Instructions to follow
Search the listing for the string "queue" and copy every line that contains it.

Data shown
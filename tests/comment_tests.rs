//! Comment lifecycle tests against a scripted in-memory platform
//!
//! Time is paused so retry backoff completes instantly while still being
//! observable through `tokio::time::Instant`.

use std::collections::VecDeque;
use std::future::Future;
use std::sync::atomic::{AtomicU32, AtomicU64, Ordering};
use std::sync::Mutex;
use std::time::Duration;

use gotcha::cancel::CancelToken;
use gotcha::comment::{
    discriminated_uuid, marker, min_comment_size, ApiResult, Comment, CommentManager,
    CommentOutcome, PageInfo, PlatformClient, RetryPolicy, ThreadRef, TRUNCATION_SUFFIX,
};
use gotcha::error::{ApiError, Error};

/// In-memory review thread with injectable failures
#[derive(Default)]
struct MockPlatform {
    comments: Mutex<Vec<Comment>>,
    next_id: AtomicU64,
    list_calls: AtomicU32,
    create_calls: AtomicU32,
    update_calls: AtomicU32,
    list_failures: Mutex<VecDeque<ApiError>>,
    create_failures: Mutex<VecDeque<ApiError>>,
    update_failures: Mutex<VecDeque<ApiError>>,
    hang_on_list: bool,
}

impl MockPlatform {
    fn new() -> Self {
        MockPlatform {
            next_id: AtomicU64::new(1000),
            ..MockPlatform::default()
        }
    }

    fn with_comments(self, bodies: impl IntoIterator<Item = String>) -> Self {
        {
            let mut comments = self.comments.lock().unwrap();
            for body in bodies {
                let id = self.next_id.fetch_add(1, Ordering::SeqCst);
                comments.push(Comment { id, body });
            }
        }
        self
    }

    fn fail_list(self, errors: impl IntoIterator<Item = ApiError>) -> Self {
        self.list_failures.lock().unwrap().extend(errors);
        self
    }

    fn fail_create(self, errors: impl IntoIterator<Item = ApiError>) -> Self {
        self.create_failures.lock().unwrap().extend(errors);
        self
    }

    fn fail_update(self, errors: impl IntoIterator<Item = ApiError>) -> Self {
        self.update_failures.lock().unwrap().extend(errors);
        self
    }

    fn comments(&self) -> Vec<Comment> {
        self.comments.lock().unwrap().clone()
    }

    fn calls(&self) -> (u32, u32, u32) {
        (
            self.list_calls.load(Ordering::SeqCst),
            self.create_calls.load(Ordering::SeqCst),
            self.update_calls.load(Ordering::SeqCst),
        )
    }
}

fn take_failure(queue: &Mutex<VecDeque<ApiError>>) -> Option<ApiError> {
    queue.lock().unwrap().pop_front()
}

impl PlatformClient for MockPlatform {
    fn list_comments(
        &self,
        _thread: &ThreadRef,
        page: u32,
        per_page: u32,
    ) -> impl Future<Output = ApiResult<(Vec<Comment>, PageInfo)>> + Send {
        async move {
            self.list_calls.fetch_add(1, Ordering::SeqCst);
            if self.hang_on_list {
                std::future::pending::<()>().await;
            }
            if let Some(error) = take_failure(&self.list_failures) {
                return Err(error);
            }
            let comments = self.comments.lock().unwrap();
            let start = ((page.max(1) - 1) * per_page) as usize;
            let end = (start + per_page as usize).min(comments.len());
            let items = comments.get(start..end).unwrap_or_default().to_vec();
            let next_page = (end < comments.len()).then_some(page + 1);
            Ok((items, PageInfo { next_page }))
        }
    }

    fn create_comment(
        &self,
        _thread: &ThreadRef,
        body: &str,
    ) -> impl Future<Output = ApiResult<Comment>> + Send {
        async move {
            self.create_calls.fetch_add(1, Ordering::SeqCst);
            if let Some(error) = take_failure(&self.create_failures) {
                return Err(error);
            }
            let comment = Comment {
                id: self.next_id.fetch_add(1, Ordering::SeqCst),
                body: body.to_string(),
            };
            self.comments.lock().unwrap().push(comment.clone());
            Ok(comment)
        }
    }

    fn update_comment(
        &self,
        _thread: &ThreadRef,
        comment_id: u64,
        body: &str,
    ) -> impl Future<Output = ApiResult<Comment>> + Send {
        async move {
            self.update_calls.fetch_add(1, Ordering::SeqCst);
            if let Some(error) = take_failure(&self.update_failures) {
                return Err(error);
            }
            let mut comments = self.comments.lock().unwrap();
            match comments.iter_mut().find(|c| c.id == comment_id) {
                Some(comment) => {
                    comment.body = body.to_string();
                    Ok(comment.clone())
                }
                None => Err(ApiError::with_status(404, "Not Found")),
            }
        }
    }
}

fn thread() -> ThreadRef {
    ThreadRef {
        owner: "acme".to_string(),
        repo: "widgets".to_string(),
        number: 42,
        event: "pull_request".to_string(),
    }
}

fn filler(count: usize) -> Vec<String> {
    (0..count).map(|i| format!("Looks good to me #{}", i)).collect()
}

#[tokio::test(start_paused = true)]
async fn test_creates_then_updates_same_comment() {
    let manager = CommentManager::new(MockPlatform::new());
    let cancel = CancelToken::new();
    let thread = thread();

    let first = manager
        .post_or_update(&cancel, Some(&thread), "run-1", "first body")
        .await
        .unwrap();
    let second = manager
        .post_or_update(&cancel, Some(&thread), "run-1", "second body")
        .await
        .unwrap();

    assert!(matches!(first, CommentOutcome::Created(_)));
    assert_eq!(second, CommentOutcome::Updated(first.id()));

    let comments = manager.client().comments();
    assert_eq!(comments.len(), 1);
    assert_eq!(comments[0].body, format!("{}\nsecond body", marker("run-1")));
    assert_eq!(manager.client().calls(), (2, 1, 1));
}

#[tokio::test(start_paused = true)]
async fn test_existing_marker_not_duplicated() {
    let manager = CommentManager::new(MockPlatform::new());
    let cancel = CancelToken::new();
    let body = format!("{}\n## Test Results", marker("run-1"));

    manager
        .post_or_update(&cancel, Some(&thread()), "run-1", &body)
        .await
        .unwrap();
    assert_eq!(manager.client().comments()[0].body, body);
}

#[tokio::test(start_paused = true)]
async fn test_finds_marker_on_later_page() {
    let mut bodies = filler(25);
    bodies.push(format!("{}\nold results", marker("run-1")));
    let client = MockPlatform::new().with_comments(bodies);
    let manager = CommentManager::new(client).with_paging(10, 50);

    let outcome = manager
        .post_or_update(&CancelToken::new(), Some(&thread()), "run-1", "new results")
        .await
        .unwrap();

    assert!(matches!(outcome, CommentOutcome::Updated(_)));
    assert_eq!(manager.client().calls(), (3, 0, 1));
    assert_eq!(manager.client().comments().len(), 26);
}

#[tokio::test(start_paused = true)]
async fn test_page_limit_bounds_search() {
    let mut bodies = filler(25);
    bodies.push(format!("{}\nold results", marker("run-1")));
    let client = MockPlatform::new().with_comments(bodies);
    let manager = CommentManager::new(client).with_paging(10, 2);

    let outcome = manager
        .post_or_update(&CancelToken::new(), Some(&thread()), "run-1", "new results")
        .await
        .unwrap();

    assert!(matches!(outcome, CommentOutcome::Created(_)));
    assert_eq!(manager.client().calls(), (2, 1, 0));
}

#[tokio::test(start_paused = true)]
async fn test_other_uuid_is_left_alone() {
    let client = MockPlatform::new().with_comments(vec![format!("{}\nmacos", marker("run-1-macos"))]);
    let manager = CommentManager::new(client);
    let uuid = discriminated_uuid("run-1", Some("linux"));

    let outcome = manager
        .post_or_update(&CancelToken::new(), Some(&thread()), &uuid, "linux results")
        .await
        .unwrap();

    assert!(matches!(outcome, CommentOutcome::Created(_)));
    let comments = manager.client().comments();
    assert_eq!(comments.len(), 2);
    assert_eq!(comments[0].body, format!("{}\nmacos", marker("run-1-macos")));
    assert!(comments[1].body.starts_with(&marker("run-1-linux")));
}

#[tokio::test(start_paused = true)]
async fn test_transient_failure_is_retried() {
    let client = MockPlatform::new().fail_list([
        ApiError::with_status(503, "Service Unavailable"),
        ApiError::new("request timed out"),
    ]);
    let manager = CommentManager::new(client);

    let start = tokio::time::Instant::now();
    let outcome = manager
        .post_or_update(&CancelToken::new(), Some(&thread()), "run-1", "body")
        .await
        .unwrap();

    assert!(matches!(outcome, CommentOutcome::Created(_)));
    assert_eq!(manager.client().calls(), (3, 1, 0));
    // Backoff of 1s then 2s
    assert!(start.elapsed() >= Duration::from_secs(3));
}

#[tokio::test(start_paused = true)]
async fn test_retries_exhausted() {
    let client = MockPlatform::new().fail_create(vec![
        ApiError::with_status(502, "Bad Gateway");
        3
    ]);
    let manager = CommentManager::new(client);

    let err = manager
        .post_or_update(&CancelToken::new(), Some(&thread()), "run-1", "body")
        .await
        .unwrap_err();

    match err {
        Error::ApiRetriesExhausted {
            operation,
            attempts,
            source,
        } => {
            assert_eq!(operation, "create comment");
            assert_eq!(attempts, 3);
            assert_eq!(source.status, Some(502));
        }
        other => panic!("unexpected error: {}", other),
    }
    assert_eq!(manager.client().calls(), (1, 3, 0));
    assert!(manager.client().comments().is_empty());
}

#[tokio::test(start_paused = true)]
async fn test_custom_retry_policy() {
    let client = MockPlatform::new().fail_create(vec![ApiError::with_status(500, "oops"); 5]);
    let manager = CommentManager::new(client).with_retry_policy(RetryPolicy {
        max_retries: 5,
        base_delay: Duration::from_millis(10),
    });

    let err = manager
        .post_or_update(&CancelToken::new(), Some(&thread()), "run-1", "body")
        .await
        .unwrap_err();
    assert!(matches!(err, Error::ApiRetriesExhausted { attempts: 5, .. }));
}

#[tokio::test(start_paused = true)]
async fn test_permanent_failure_not_retried() {
    let client = MockPlatform::new()
        .with_comments(vec![format!("{}\nold", marker("run-1"))])
        .fail_update([ApiError::with_status(403, "Resource not accessible by integration")]);
    let manager = CommentManager::new(client);

    let start = tokio::time::Instant::now();
    let err = manager
        .post_or_update(&CancelToken::new(), Some(&thread()), "run-1", "new")
        .await
        .unwrap_err();

    assert!(matches!(
        err,
        Error::ApiPermanent {
            operation: "update comment",
            ..
        }
    ));
    assert_eq!(manager.client().calls(), (1, 0, 1));
    assert_eq!(start.elapsed(), Duration::ZERO);
}

#[tokio::test(start_paused = true)]
async fn test_cancel_interrupts_hanging_call() {
    let client = MockPlatform {
        hang_on_list: true,
        ..MockPlatform::new()
    };
    let manager = CommentManager::new(client);
    let cancel = CancelToken::new();
    let thread = thread();

    let (result, _) = tokio::join!(
        manager.post_or_update(&cancel, Some(&thread), "run-1", "body"),
        async {
            tokio::time::sleep(Duration::from_secs(5)).await;
            cancel.cancel();
        }
    );

    assert!(matches!(
        result,
        Err(Error::Cancelled {
            operation: "list comments"
        })
    ));
    assert_eq!(manager.client().calls(), (1, 0, 0));
}

#[tokio::test(start_paused = true)]
async fn test_cancel_interrupts_backoff() {
    let client = MockPlatform::new().fail_list([ApiError::with_status(503, "busy")]);
    let manager = CommentManager::new(client).with_retry_policy(RetryPolicy {
        max_retries: 3,
        base_delay: Duration::from_secs(60),
    });
    let cancel = CancelToken::new();
    let thread = thread();

    let (result, _) = tokio::join!(
        manager.post_or_update(&cancel, Some(&thread), "run-1", "body"),
        async {
            tokio::time::sleep(Duration::from_secs(1)).await;
            cancel.cancel();
        }
    );

    assert!(matches!(result, Err(Error::Cancelled { .. })));
    assert_eq!(manager.client().calls(), (1, 0, 0));
}

#[tokio::test(start_paused = true)]
async fn test_already_cancelled_makes_no_calls() {
    let manager = CommentManager::new(MockPlatform::new());
    let cancel = CancelToken::new();
    cancel.cancel();

    let result = manager
        .post_or_update(&cancel, Some(&thread()), "run-1", "body")
        .await;
    assert!(matches!(result, Err(Error::Cancelled { .. })));
    assert_eq!(manager.client().calls(), (0, 0, 0));
}

#[tokio::test(start_paused = true)]
async fn test_validation_happens_before_network() {
    let manager = CommentManager::new(MockPlatform::new());
    let cancel = CancelToken::new();

    let err = manager
        .post_or_update(&cancel, None, "run-1", "body")
        .await
        .unwrap_err();
    assert!(matches!(err, Error::MissingThread));

    let incomplete = ThreadRef {
        owner: String::new(),
        ..thread()
    };
    let err = manager
        .post_or_update(&cancel, Some(&incomplete), "run-1", "body")
        .await
        .unwrap_err();
    assert!(matches!(err, Error::MissingThread));

    let push = ThreadRef {
        event: "push".to_string(),
        ..thread()
    };
    let err = manager
        .post_or_update(&cancel, Some(&push), "run-1", "body")
        .await
        .unwrap_err();
    assert!(matches!(err, Error::UnsupportedEvent(ref event) if event == "push"));

    let err = manager
        .post_or_update(&cancel, Some(&thread()), "   ", "body")
        .await
        .unwrap_err();
    assert!(matches!(err, Error::EmptyUuid));

    assert_eq!(manager.client().calls(), (0, 0, 0));
}

#[tokio::test(start_paused = true)]
async fn test_oversized_body_truncated() {
    let manager = CommentManager::new(MockPlatform::new()).with_max_size(300);
    let body: String = (0..100).map(|i| format!("line {}\n", i)).collect();

    manager
        .post_or_update(&CancelToken::new(), Some(&thread()), "run-1", &body)
        .await
        .unwrap();

    let stored = &manager.client().comments()[0].body;
    assert!(stored.len() <= 300);
    assert!(stored.starts_with(&marker("run-1")));
    assert!(stored.ends_with(TRUNCATION_SUFFIX));
}

#[tokio::test(start_paused = true)]
async fn test_small_limit_still_updates_single_comment() {
    let limit = min_comment_size("run-1") + 20;
    let manager = CommentManager::new(MockPlatform::new()).with_max_size(limit);
    let cancel = CancelToken::new();
    let body = "result line\n".repeat(42);

    let first = manager
        .post_or_update(&cancel, Some(&thread()), "run-1", &body)
        .await
        .unwrap();
    let second = manager
        .post_or_update(&cancel, Some(&thread()), "run-1", &body)
        .await
        .unwrap();

    assert_eq!(second, CommentOutcome::Updated(first.id()));
    let comments = manager.client().comments();
    assert_eq!(comments.len(), 1);
    assert!(comments[0].body.len() <= limit);
    assert!(comments[0].body.starts_with(&marker("run-1")));
}

#[tokio::test(start_paused = true)]
async fn test_limit_too_small_for_marker() {
    let manager =
        CommentManager::new(MockPlatform::new()).with_max_size(min_comment_size("run-1") - 1);

    let err = manager
        .post_or_update(&CancelToken::new(), Some(&thread()), "run-1", "body")
        .await
        .unwrap_err();
    assert!(matches!(err, Error::Config(_)));
    assert_eq!(manager.client().calls(), (0, 0, 0));
}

Solution below
fn take_failure(queue: &Mutex<VecDeque<ApiError>>) -> Option<ApiError> {
    queue.lock().unwrap().pop_front()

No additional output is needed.